## [PROBLEM]
Write out each line of the entries below that holds the word "port".
"""
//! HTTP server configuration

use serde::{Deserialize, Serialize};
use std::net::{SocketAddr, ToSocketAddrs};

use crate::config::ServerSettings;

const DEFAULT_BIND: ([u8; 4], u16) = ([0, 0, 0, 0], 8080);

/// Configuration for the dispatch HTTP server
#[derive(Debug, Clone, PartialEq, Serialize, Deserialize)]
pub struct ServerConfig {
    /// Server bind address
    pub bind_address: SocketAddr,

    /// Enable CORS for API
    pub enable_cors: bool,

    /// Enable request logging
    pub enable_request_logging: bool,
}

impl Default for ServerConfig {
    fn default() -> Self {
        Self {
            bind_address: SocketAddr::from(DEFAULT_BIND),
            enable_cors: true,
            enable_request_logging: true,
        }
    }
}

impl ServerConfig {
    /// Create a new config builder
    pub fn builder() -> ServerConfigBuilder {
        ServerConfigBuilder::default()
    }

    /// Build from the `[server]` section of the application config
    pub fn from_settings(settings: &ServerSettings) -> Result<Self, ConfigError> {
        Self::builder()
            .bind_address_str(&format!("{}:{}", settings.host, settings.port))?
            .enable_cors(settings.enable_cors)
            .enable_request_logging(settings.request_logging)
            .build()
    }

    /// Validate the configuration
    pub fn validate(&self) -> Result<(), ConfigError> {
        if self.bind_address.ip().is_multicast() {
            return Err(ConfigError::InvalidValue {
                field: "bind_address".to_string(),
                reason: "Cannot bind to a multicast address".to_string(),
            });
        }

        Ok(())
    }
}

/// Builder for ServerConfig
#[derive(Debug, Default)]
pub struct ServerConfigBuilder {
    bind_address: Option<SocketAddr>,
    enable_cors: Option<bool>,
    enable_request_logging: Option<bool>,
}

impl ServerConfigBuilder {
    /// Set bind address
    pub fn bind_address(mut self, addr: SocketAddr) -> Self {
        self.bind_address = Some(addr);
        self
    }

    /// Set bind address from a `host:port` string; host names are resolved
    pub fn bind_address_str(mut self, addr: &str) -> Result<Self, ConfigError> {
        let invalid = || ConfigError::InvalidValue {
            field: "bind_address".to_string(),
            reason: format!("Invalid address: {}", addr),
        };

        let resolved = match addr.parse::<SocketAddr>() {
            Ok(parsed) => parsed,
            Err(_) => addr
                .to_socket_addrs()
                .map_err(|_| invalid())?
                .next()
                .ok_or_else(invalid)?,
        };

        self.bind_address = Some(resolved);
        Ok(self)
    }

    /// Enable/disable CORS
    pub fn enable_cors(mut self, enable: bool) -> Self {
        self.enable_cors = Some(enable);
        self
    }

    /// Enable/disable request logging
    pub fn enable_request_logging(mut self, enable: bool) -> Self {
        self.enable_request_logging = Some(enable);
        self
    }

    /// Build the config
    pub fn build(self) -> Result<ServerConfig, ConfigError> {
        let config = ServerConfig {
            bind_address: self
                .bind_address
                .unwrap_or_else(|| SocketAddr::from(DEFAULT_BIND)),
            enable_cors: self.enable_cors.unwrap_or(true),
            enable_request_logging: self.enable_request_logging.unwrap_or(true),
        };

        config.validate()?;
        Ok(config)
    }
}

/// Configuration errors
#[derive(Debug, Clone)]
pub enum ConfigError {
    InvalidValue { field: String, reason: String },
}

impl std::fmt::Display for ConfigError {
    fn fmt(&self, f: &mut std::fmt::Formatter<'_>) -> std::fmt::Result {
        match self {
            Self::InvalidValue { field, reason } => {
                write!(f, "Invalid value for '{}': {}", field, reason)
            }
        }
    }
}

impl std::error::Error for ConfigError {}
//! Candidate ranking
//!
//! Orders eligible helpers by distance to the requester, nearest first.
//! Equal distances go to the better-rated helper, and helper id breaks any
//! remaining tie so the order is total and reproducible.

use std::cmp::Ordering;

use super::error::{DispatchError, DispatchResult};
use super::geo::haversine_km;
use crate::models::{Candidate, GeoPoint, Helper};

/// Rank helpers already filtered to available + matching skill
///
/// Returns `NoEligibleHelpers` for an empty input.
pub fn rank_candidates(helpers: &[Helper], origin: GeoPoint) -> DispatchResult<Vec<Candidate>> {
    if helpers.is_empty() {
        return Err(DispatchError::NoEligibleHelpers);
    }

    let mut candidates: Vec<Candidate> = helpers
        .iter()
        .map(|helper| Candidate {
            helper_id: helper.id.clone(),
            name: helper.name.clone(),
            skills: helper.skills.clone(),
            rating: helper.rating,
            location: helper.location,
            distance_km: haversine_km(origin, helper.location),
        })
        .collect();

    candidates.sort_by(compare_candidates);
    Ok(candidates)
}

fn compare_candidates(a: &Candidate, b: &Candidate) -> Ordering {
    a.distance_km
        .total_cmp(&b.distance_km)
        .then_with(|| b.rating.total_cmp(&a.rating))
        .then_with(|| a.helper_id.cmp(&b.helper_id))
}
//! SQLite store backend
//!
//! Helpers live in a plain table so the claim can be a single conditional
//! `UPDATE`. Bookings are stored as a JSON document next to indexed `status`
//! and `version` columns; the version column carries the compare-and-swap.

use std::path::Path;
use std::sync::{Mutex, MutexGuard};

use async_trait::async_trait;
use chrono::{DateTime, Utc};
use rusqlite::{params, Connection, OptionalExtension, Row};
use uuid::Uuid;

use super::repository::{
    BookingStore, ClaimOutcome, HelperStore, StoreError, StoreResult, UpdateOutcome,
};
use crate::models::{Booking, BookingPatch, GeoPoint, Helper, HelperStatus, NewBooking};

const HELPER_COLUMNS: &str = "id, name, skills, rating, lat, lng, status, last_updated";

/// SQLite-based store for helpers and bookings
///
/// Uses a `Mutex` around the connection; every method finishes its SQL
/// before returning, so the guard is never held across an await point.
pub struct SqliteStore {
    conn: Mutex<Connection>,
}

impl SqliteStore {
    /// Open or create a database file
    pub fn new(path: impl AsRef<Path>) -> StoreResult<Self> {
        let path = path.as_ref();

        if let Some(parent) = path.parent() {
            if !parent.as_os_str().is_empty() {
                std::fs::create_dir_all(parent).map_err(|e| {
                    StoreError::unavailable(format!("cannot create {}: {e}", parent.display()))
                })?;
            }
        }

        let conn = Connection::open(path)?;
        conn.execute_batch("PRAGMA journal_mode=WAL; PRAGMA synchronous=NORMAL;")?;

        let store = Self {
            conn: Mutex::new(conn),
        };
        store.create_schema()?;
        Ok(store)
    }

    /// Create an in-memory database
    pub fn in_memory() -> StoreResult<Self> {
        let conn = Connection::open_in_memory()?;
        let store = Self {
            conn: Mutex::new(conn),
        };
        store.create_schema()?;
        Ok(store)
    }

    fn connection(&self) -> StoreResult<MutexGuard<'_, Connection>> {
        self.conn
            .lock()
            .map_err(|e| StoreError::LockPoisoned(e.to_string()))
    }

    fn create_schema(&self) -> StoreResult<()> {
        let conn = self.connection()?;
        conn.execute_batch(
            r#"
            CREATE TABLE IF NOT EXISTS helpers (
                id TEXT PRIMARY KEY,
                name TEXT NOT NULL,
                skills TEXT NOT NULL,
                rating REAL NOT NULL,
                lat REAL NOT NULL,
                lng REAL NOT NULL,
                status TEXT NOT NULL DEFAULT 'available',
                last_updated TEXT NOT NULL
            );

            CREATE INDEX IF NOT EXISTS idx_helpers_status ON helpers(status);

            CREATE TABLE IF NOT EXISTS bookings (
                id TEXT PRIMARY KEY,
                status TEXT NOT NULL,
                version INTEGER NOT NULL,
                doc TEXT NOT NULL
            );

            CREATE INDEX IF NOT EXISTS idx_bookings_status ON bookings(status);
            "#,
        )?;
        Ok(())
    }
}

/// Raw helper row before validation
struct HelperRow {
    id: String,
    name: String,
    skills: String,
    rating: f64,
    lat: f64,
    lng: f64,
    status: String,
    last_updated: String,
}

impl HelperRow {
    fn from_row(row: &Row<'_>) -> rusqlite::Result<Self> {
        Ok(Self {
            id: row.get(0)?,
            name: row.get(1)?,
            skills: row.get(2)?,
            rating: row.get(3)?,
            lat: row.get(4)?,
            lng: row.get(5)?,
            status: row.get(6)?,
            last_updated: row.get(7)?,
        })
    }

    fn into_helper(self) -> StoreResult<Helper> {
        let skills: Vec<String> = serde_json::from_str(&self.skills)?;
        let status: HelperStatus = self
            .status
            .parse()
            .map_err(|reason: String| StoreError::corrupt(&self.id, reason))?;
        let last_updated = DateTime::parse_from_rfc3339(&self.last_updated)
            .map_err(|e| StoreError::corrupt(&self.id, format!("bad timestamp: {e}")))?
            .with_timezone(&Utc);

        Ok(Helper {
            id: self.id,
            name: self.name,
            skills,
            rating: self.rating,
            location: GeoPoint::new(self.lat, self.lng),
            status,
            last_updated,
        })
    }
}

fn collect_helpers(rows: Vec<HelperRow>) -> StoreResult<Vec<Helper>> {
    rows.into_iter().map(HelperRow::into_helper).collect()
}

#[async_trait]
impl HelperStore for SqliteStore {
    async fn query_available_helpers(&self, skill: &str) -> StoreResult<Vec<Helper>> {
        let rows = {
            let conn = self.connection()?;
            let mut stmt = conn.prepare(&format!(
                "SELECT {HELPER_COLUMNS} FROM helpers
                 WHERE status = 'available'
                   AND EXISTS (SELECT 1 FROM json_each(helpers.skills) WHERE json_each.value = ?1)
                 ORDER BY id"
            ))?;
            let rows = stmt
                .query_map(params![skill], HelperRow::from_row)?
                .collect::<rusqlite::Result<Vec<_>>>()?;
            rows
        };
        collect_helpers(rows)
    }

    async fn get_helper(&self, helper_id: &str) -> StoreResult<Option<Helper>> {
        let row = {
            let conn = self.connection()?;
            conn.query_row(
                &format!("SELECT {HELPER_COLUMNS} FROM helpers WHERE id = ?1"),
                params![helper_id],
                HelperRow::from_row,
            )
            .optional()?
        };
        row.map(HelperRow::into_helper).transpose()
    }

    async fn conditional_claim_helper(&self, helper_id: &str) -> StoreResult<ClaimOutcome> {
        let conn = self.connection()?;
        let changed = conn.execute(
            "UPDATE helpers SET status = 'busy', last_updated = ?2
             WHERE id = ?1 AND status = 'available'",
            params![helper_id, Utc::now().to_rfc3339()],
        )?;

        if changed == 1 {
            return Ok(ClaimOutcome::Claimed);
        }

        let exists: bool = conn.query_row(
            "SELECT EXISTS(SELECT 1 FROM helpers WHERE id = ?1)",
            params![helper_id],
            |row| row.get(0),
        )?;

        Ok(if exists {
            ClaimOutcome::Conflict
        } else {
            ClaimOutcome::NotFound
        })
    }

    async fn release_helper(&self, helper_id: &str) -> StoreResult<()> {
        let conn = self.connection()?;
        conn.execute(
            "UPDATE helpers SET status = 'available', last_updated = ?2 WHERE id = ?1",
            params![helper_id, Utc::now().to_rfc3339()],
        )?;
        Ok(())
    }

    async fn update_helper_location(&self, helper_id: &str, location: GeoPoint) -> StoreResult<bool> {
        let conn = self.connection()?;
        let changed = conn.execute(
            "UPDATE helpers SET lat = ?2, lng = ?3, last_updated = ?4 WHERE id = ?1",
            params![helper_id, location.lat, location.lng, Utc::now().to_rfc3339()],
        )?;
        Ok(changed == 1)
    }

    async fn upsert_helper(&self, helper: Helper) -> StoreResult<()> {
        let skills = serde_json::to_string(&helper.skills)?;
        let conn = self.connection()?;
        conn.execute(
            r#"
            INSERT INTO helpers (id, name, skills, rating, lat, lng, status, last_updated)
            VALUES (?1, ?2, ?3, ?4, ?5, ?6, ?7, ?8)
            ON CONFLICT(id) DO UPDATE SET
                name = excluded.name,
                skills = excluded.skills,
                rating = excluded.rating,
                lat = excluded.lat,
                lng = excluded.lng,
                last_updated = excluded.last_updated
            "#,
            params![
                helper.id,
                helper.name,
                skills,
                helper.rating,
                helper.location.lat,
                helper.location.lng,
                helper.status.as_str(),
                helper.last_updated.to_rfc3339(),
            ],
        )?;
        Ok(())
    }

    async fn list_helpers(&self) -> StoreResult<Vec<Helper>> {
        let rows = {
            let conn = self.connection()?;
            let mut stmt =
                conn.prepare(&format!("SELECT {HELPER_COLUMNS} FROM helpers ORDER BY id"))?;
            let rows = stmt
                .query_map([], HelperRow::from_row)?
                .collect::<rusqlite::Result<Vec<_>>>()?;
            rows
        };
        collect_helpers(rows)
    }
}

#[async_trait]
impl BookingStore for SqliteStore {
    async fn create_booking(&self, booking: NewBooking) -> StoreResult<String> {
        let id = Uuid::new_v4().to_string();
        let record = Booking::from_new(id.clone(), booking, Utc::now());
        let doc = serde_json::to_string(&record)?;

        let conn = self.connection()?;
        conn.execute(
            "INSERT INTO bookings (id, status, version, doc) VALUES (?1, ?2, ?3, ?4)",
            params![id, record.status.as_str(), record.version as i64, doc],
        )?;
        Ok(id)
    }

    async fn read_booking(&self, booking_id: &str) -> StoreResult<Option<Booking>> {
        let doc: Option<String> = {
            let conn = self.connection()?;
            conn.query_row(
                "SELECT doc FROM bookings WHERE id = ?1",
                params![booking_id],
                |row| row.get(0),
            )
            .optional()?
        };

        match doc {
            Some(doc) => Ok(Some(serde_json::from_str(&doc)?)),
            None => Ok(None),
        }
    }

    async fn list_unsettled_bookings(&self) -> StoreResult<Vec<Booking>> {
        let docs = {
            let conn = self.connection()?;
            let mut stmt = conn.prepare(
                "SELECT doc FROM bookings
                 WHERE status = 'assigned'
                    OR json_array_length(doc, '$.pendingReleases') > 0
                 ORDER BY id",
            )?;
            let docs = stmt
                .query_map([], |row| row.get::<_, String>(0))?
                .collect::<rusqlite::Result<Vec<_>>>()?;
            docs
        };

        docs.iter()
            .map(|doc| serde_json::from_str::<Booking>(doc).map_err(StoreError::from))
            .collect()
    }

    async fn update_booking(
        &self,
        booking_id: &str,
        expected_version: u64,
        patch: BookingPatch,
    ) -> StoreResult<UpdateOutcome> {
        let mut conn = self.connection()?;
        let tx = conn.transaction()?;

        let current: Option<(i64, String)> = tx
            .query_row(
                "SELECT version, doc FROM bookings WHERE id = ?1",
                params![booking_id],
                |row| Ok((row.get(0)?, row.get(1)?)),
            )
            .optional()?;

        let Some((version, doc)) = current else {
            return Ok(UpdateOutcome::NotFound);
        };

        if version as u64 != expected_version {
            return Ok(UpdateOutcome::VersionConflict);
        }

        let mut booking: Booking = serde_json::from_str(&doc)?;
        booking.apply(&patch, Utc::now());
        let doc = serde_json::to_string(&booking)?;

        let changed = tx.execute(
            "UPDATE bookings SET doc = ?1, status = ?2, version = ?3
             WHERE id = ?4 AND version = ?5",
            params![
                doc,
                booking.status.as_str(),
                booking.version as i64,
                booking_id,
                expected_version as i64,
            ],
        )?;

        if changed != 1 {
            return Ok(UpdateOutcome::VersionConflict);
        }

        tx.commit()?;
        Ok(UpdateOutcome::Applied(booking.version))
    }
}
"""
## [RESULT OF THIS EXERCISE]
            .bind_address_str(&format!("{}:{}", settings.host, settings.port))?
    /// Set bind address from a `host:port` string; host names are resolved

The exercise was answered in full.